Problem requirements: Retype only the lines at the head of the records, first through the one with "Uniform in the", exactly as written.

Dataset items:
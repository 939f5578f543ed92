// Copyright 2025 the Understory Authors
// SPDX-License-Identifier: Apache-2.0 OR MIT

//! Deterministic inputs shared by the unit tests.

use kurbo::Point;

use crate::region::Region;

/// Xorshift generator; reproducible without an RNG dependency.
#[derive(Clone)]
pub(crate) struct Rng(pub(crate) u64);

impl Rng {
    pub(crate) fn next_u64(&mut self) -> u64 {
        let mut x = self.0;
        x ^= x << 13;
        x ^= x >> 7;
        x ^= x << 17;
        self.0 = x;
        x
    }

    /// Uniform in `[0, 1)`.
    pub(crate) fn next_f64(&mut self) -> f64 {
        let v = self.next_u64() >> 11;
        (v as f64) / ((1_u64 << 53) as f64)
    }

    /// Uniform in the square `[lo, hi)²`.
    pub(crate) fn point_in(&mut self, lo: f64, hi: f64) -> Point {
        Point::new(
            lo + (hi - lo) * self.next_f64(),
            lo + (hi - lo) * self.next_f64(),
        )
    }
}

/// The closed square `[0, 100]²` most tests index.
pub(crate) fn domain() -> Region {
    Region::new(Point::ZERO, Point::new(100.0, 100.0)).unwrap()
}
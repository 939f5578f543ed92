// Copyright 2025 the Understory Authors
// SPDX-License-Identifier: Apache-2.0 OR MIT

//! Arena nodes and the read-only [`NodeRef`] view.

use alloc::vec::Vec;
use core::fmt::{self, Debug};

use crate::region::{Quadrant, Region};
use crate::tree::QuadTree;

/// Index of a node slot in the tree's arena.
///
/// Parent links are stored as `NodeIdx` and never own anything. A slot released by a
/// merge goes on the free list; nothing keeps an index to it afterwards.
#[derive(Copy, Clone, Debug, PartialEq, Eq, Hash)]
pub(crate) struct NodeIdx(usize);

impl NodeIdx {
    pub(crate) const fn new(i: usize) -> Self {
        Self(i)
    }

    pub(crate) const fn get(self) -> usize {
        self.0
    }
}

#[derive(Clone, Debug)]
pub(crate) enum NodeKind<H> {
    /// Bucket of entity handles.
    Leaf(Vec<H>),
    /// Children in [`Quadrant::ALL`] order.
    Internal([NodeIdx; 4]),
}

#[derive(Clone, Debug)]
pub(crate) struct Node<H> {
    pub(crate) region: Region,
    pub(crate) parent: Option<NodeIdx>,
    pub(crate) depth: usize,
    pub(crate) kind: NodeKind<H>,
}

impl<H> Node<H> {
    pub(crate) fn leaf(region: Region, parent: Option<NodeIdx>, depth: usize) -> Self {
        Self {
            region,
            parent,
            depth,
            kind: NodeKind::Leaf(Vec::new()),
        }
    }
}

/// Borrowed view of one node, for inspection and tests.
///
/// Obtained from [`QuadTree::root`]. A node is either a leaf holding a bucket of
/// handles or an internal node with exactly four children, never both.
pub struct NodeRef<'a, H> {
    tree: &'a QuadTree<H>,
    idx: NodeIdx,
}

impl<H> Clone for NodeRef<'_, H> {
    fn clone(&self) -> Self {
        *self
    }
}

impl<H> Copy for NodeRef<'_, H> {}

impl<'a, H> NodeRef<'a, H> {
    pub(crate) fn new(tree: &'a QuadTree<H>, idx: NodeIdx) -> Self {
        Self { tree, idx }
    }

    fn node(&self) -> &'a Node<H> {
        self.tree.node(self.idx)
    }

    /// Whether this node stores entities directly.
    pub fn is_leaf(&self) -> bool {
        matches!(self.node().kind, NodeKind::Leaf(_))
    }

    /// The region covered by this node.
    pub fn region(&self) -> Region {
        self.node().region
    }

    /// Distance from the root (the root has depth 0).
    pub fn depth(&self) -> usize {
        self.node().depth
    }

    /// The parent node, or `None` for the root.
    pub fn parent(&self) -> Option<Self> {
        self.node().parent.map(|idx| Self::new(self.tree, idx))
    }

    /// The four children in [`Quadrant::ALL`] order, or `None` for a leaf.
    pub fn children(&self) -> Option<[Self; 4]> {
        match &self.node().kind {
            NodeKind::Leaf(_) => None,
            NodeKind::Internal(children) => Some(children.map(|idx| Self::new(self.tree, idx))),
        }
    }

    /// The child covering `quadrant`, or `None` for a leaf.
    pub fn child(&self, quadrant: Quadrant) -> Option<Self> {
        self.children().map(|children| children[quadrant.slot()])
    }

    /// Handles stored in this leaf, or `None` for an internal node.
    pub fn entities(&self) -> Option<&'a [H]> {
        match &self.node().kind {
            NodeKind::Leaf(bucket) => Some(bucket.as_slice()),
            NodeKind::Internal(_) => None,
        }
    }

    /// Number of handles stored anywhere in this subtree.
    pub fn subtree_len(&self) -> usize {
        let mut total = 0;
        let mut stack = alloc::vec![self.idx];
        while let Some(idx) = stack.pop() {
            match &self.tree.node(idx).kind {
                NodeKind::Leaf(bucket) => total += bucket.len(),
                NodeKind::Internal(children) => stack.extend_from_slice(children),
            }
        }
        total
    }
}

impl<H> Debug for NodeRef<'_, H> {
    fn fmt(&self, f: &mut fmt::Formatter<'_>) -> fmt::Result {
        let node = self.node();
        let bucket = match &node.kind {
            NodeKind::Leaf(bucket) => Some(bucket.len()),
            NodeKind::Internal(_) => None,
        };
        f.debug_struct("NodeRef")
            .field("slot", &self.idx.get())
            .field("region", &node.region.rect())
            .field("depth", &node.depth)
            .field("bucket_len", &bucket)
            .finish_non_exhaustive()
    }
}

Task solution:
repository 939f5578f543ed92
// Copyright 2025 the Understory Authors
// SPDX-License-Identifier: Apache-2.0 OR MIT

//! Deterministic inputs shared by the unit tests.

use kurbo::Point;

use crate::region::Region;

/// Xorshift generator; reproducible without an RNG dependency.
#[derive(Clone)]
pub(crate) struct Rng(pub(crate) u64);

impl Rng {
    pub(crate) fn next_u64(&mut self) -> u64 {
        let mut x = self.0;
        x ^= x << 13;
        x ^= x >> 7;
        x ^= x << 17;
        self.0 = x;
        x
    }

    /// Uniform in `[0, 1)`.
    pub(crate) fn next_f64(&mut self) -> f64 {
        let v = self.next_u64() >> 11;
        (v as f64) / ((1_u64 << 53) as f64)
    }

    /// Uniform in the square `[lo, hi)²`.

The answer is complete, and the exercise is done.